An exact copy of every entry is the required answer.

> [Given data]
--
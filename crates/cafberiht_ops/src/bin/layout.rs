use cafberiht_ops::{
    cli::Args,
    layout,
    mixin::KernelTick,
    telemetry, CoreCafberiht, CAFBERIHT_WIDTH,
};

use anyhow::{Context, Result};
use cafberiht::Cafberiht;
use tracing::{debug, info};

use std::io::Write;

fn main() {
    let args = Args::from_cli();
    if let Err(e) = try_main(&args) {
        eprintln!("{:?}", e);
        std::process::exit(1)
    }
}

fn try_main(args: &Args) -> Result<()> {
    telemetry::init(args.verbose).context("Failed to set up logging")?;
    info!(width = CAFBERIHT_WIDTH, "inspecting CoreCafberiht");

    let mut stdout = std::io::stdout().lock();

    if let Some(name) = &args.enumerator {
        let position = layout::locate::<CoreCafberiht>(name)
            .with_context(|| format!("Failed to look up `{}`", name))?;
        match position {
            Some(position) => writeln!(stdout, "{}", position)?,
            None => writeln!(stdout, "absent")?,
        }
        return Ok(());
    }

    let mut cafberiht = CoreCafberiht::default();
    for _ in 0..args.ticks {
        cafberiht.walk::<KernelTick, _>(&mut ());
    }
    debug!(ticks = args.ticks, "ran kernel ticks");

    let mut rows = layout::collect(&cafberiht);
    if args.admitted_only {
        rows.retain(|row| row.admitted);
    }
    layout::render(&rows, args.format.into(), &mut stdout).context("Failed to render the layout")?;

    Ok(())
}
//! Read-only inspection of a container's layout.

use crate::mixin::{AdditionMixin, CoreInterface};
use crate::ops::CoreType;

use cafberiht::{Cafberiht, Element, Enumerator, EnumeratorError, InspectAll, Inspector};
use tracing::debug;

use std::io::{self, Write};

#[derive(Debug, thiserror::Error)]
pub enum LayoutError {
    #[error(transparent)]
    Enumerator(#[from] EnumeratorError),
    #[error("failed to write the layout")]
    Io(#[from] io::Error),
}

/// One element of a container, as seen by [`LayoutCollector`].
#[derive(Debug, Clone, PartialEq, Eq)]
pub struct LayoutRow {
    pub position: usize,
    pub value: u64,
    pub name: &'static str,
    /// Whether [`AdditionMixin`] acts on this element.
    pub admitted: bool,
    pub kernel_iteration_count: u64,
}

/// Inspector that records one [`LayoutRow`] per element.
pub struct LayoutCollector;

impl<const E: u64> Inspector<CoreInterface<E>, Vec<LayoutRow>> for LayoutCollector {
    const ADMIT: bool = true;

    fn inspect(core: &CoreInterface<E>, rows: &mut Vec<LayoutRow>) {
        rows.push(LayoutRow {
            position: rows.len(),
            value: E,
            name: <CoreInterface<E> as Element>::ENUMERATOR.name(),
            admitted: AdditionMixin::admits(E),
            kernel_iteration_count: core.kernel_iteration_count,
        });
    }
}

/// Collects the rows of `container`, in layout order.
pub fn collect<C>(container: &C) -> Vec<LayoutRow>
where
    C: Cafberiht + InspectAll<LayoutCollector, Vec<LayoutRow>>,
{
    let mut rows = Vec::with_capacity(C::SIZE);
    container.inspect::<LayoutCollector, _>(&mut rows);
    debug!(rows = rows.len(), "collected layout");
    rows
}

/// Position of the operation named `name` in `C`, or `None` when `C` does
/// not hold it.
pub fn locate<C>(name: &str) -> Result<Option<usize>, LayoutError>
where
    C: Cafberiht<Enum = CoreType>,
{
    let operation: CoreType = name.parse()?;
    let position = C::position(operation);
    debug!(%operation, ?position, "located operation");
    Ok(position)
}

// ---------------------------------------------------------------------------
// Rendering
// ---------------------------------------------------------------------------

#[derive(Debug, Clone, Copy, PartialEq, Eq)]
pub enum LayoutFormat {
    /// Aligned columns between separator lines.
    Table,
    /// Comma-separated values with a header line.
    Csv,
}

pub fn render<W: Write>(
    rows: &[LayoutRow],
    format: LayoutFormat,
    writer: &mut W,
) -> Result<(), LayoutError> {
    match format {
        LayoutFormat::Table => render_table(rows, writer)?,
        LayoutFormat::Csv => render_csv(rows, writer)?,
    }
    Ok(())
}

fn render_table<W: Write>(rows: &[LayoutRow], writer: &mut W) -> io::Result<()> {
    let name_width = rows
        .iter()
        .map(|row| row.name.len())
        .max()
        .unwrap_or(0)
        .max("name".len());
    let line_separator = "-".repeat(name_width + 35);

    writeln!(writer, "{}", line_separator)?;
    writeln!(
        writer,
        "{:>8} {:>6}  {:<width$}  {:>5} {:>10}",
        "position",
        "value",
        "name",
        "mixin",
        "iterations",
        width = name_width
    )?;
    writeln!(writer, "{}", line_separator)?;
    for row in rows {
        writeln!(
            writer,
            "{:>8} {:>6}  {:<width$}  {:>5} {:>10}",
            row.position,
            row.value,
            row.name,
            if row.admitted { "yes" } else { "no" },
            row.kernel_iteration_count,
            width = name_width
        )?;
    }
    writeln!(writer, "{}", line_separator)
}

fn render_csv<W: Write>(rows: &[LayoutRow], writer: &mut W) -> io::Result<()> {
    writeln!(writer, "position,value,name,admitted,kernel_iteration_count")?;
    for row in rows {
        writeln!(
            writer,
            "{},{},{},{},{}",
            row.position, row.value, row.name, row.admitted, row.kernel_iteration_count
        )?;
    }
    Ok(())
}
--
> [Task answer]
filename crates/cafberiht_ops/src/bin/layout.rs
use cafberiht_ops::{
    cli::Args,
    layout,
    mixin::KernelTick,
    telemetry, CoreCafberiht, CAFBERIHT_WIDTH,
};

use anyhow::{Context, Result};
use cafberiht::Cafberiht;
use tracing::{debug, info};

use std::io::Write;

fn main() {
    let args = Args::from_cli();
    if let Err(e) = try_main(&args) {
        eprintln!("{:?}", e);
        std::process::exit(1)
    }
}

fn try_main(args: &Args) -> Result<()> {
    telemetry::init(args.verbose).context("Failed to set up logging")?;
    info!(width = CAFBERIHT_WIDTH, "inspecting CoreCafberiht");

    let mut stdout = std::io::stdout().lock();

    if let Some(name) = &args.enumerator {
        let position = layout::locate::<CoreCafberiht>(name)
            .with_context(|| format!("Failed to look up `{}`", name))?;
        match position {
            Some(position) => writeln!(stdout, "{}", position)?,
            None => writeln!(stdout, "absent")?,
        }
        return Ok(());
    }

    let mut cafberiht = CoreCafberiht::default();
    for _ in 0..args.ticks {
        cafberiht.walk::<KernelTick, _>(&mut ());
    }
    debug!(ticks = args.ticks, "ran kernel ticks");

    let mut rows = layout::collect(&cafberiht);
    if args.admitted_only {
        rows.retain(|row| row.admitted);
    }
    layout::render(&rows, args.format.into(), &mut stdout).context("Failed to render the layout")?;

    Ok(())
}
//! Read-only inspection of a container's layout.

use crate::mixin::{AdditionMixin, CoreInterface};
use crate::ops::CoreType;

use cafberiht::{Cafberiht, Element, Enumerator, EnumeratorError, InspectAll, Inspector};
use tracing::debug;

use std::io::{self, Write};

#[derive(Debug, thiserror::Error)]
pub enum LayoutError {
    #[error(transparent)]
    Enumerator(#[from] EnumeratorError),
    #[error("failed to write the layout")]
    Io(#[from] io::Error),
}

/// One element of a container, as seen by [`LayoutCollector`].
#[derive(Debug, Clone, PartialEq, Eq)]
pub struct LayoutRow {
    pub position: usize,
    pub value: u64,
    pub name: &'static str,
    /// Whether [`AdditionMixin`] acts on this element.
    pub admitted: bool,
    pub kernel_iteration_count: u64,
}

/// Inspector that records one [`LayoutRow`] per element.
pub struct LayoutCollector;

impl<const E: u64> Inspector<CoreInterface<E>, Vec<LayoutRow>> for LayoutCollector {
    const ADMIT: bool = true;

    fn inspect(core: &CoreInterface<E>, rows: &mut Vec<LayoutRow>) {
        rows.push(LayoutRow {
            position: rows.len(),
            value: E,
            name: <CoreInterface<E> as Element>::ENUMERATOR.name(),
            admitted: AdditionMixin::admits(E),
            kernel_iteration_count: core.kernel_iteration_count,
        });
    }
}

/// Collects the rows of `container`, in layout order.
pub fn collect<C>(container: &C) -> Vec<LayoutRow>
where
    C: Cafberiht + InspectAll<LayoutCollector, Vec<LayoutRow>>,
{
    let mut rows = Vec::with_capacity(C::SIZE);
    container.inspect::<LayoutCollector, _>(&mut rows);
    debug!(rows = rows.len(), "collected layout");
    rows
}

/// Position of the operation named `name` in `C`, or `None` when `C` does
/// not hold it.
pub fn locate<C>(name: &str) -> Result<Option<usize>, LayoutError>
where
    C: Cafberiht<Enum = CoreType>,
{
    let operation: CoreType = name.parse()?;
    let position = C::position(operation);
    debug!(%operation, ?position, "located operation");
    Ok(position)
}

// ---------------------------------------------------------------------------
// Rendering
// ---------------------------------------------------------------------------

#[derive(Debug, Clone, Copy, PartialEq, Eq)]
pub enum LayoutFormat {
    /// Aligned columns between separator lines.
    Table,
    /// Comma-separated values with a header line.
    Csv,
}

pub fn render<W: Write>(
    rows: &[LayoutRow],
    format: LayoutFormat,
    writer: &mut W,
) -> Result<(), LayoutError> {
    match format {
        LayoutFormat::Table => render_table(rows, writer)?,
        LayoutFormat::Csv => render_csv(rows, writer)?,
    }
    Ok(())
}

fn render_table<W: Write>(rows: &[LayoutRow], writer: &mut W) -> io::Result<()> {
    let name_width = rows
        .iter()
        .map(|row| row.name.len())
        .max()
        .unwrap_or(0)
        .max("name".len());
    let line_separator = "-".repeat(name_width + 35);

    writeln!(writer, "{}", line_separator)?;
    writeln!(
        writer,
        "{:>8} {:>6}  {:<width$}  {:>5} {:>10}",
        "position",
        "value",
        "name",
        "mixin",
        "iterations",
        width = name_width
    )?;
    writeln!(writer, "{}", line_separator)?;
    for row in rows {
        writeln!(
            writer,
            "{:>8} {:>6}  {:<width$}  {:>5} {:>10}",
            row.position,
            row.value,
            row.name,
            if row.admitted { "yes" } else { "no" },
            row.kernel_iteration_count,
            width = name_width
        )?;
    }
    writeln!(writer, "{}", line_separator)
}

fn render_csv<W: Write>(rows: &[LayoutRow], writer: &mut W) -> io::Result<()> {
    writeln!(writer, "position,value,name,admitted,kernel_iteration_count")?;
    for row in rows {
        writeln!(
            writer,
            "{},{},{},{},{}",
            row.position, row.value, row.name, row.admitted, row.kernel_iteration_count
        )?;
    }
    Ok(())
}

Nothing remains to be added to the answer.